■ **WHAT THE TASK ASKS**: Each line of the records below that holds "ReservedAgentName" should be copied out.

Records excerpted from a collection
※
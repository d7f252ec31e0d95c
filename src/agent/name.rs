//! Validated agent name type.

use super::AgentDomainError;
use serde::{Deserialize, Serialize};
use std::fmt;

/// Maximum length for an agent name.
const MAX_NAME_LENGTH: usize = 64;

/// Reserved spelling of the broadcast recipient.
pub(super) const BROADCAST_SENTINEL: &str = "BROADCAST";

/// Validated, uppercase identifier of a participating agent (e.g. `MARS`,
/// `VENUS`).
///
/// # Examples
///
/// ```
/// use concord::agent::AgentName;
///
/// let name = AgentName::new(" venus ").expect("valid agent name");
/// assert_eq!(name.as_str(), "VENUS");
/// ```
#[derive(Debug, Clone, PartialEq, Eq, PartialOrd, Ord, Hash, Serialize, Deserialize)]
#[serde(try_from = "String", into = "String")]
pub struct AgentName(String);

impl AgentName {
    /// Creates a validated agent name.
    ///
    /// The input is trimmed and uppercased. Only ASCII letters, digits, `_`
    /// and `-` are accepted.
    ///
    /// # Errors
    ///
    /// Returns [`AgentDomainError::EmptyAgentName`] when the value is empty
    /// after trimming, [`AgentDomainError::InvalidAgentName`] for disallowed
    /// characters or excessive length, and
    /// [`AgentDomainError::ReservedAgentName`] for the broadcast sentinel.
    pub fn new(value: impl Into<String>) -> Result<Self, AgentDomainError> {
        let raw = value.into();
        let normalized = raw.trim().to_ascii_uppercase();

        if normalized.is_empty() {
            return Err(AgentDomainError::EmptyAgentName);
        }

        let is_valid = normalized.len() <= MAX_NAME_LENGTH
            && normalized
                .chars()
                .all(|c| c.is_ascii_uppercase() || c.is_ascii_digit() || c == '_' || c == '-');
        if !is_valid {
            return Err(AgentDomainError::InvalidAgentName(raw));
        }

        if normalized == BROADCAST_SENTINEL {
            return Err(AgentDomainError::ReservedAgentName(raw));
        }

        Ok(Self(normalized))
    }

    /// Wraps a literal already known to be a valid, normalised name.
    pub(crate) fn from_literal(value: &'static str) -> Self {
        debug_assert!(Self::new(value).is_ok(), "invalid literal agent name");
        Self(value.to_owned())
    }

    /// Returns the agent name as a string slice.
    #[must_use]
    pub fn as_str(&self) -> &str {
        &self.0
    }
}

impl TryFrom<String> for AgentName {
    type Error = AgentDomainError;

    fn try_from(value: String) -> Result<Self, Self::Error> {
        Self::new(value)
    }
}

impl From<AgentName> for String {
    fn from(name: AgentName) -> Self {
        name.0
    }
}

impl AsRef<str> for AgentName {
    fn as_ref(&self) -> &str {
        self.as_str()
    }
}

impl fmt::Display for AgentName {
    fn fmt(&self, f: &mut fmt::Formatter<'_>) -> fmt::Result {
        f.write_str(&self.0)
    }
}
※
■ **ANSWER AREA**:
    /// [`AgentDomainError::ReservedAgentName`] for the broadcast sentinel.
            return Err(AgentDomainError::ReservedAgentName(raw));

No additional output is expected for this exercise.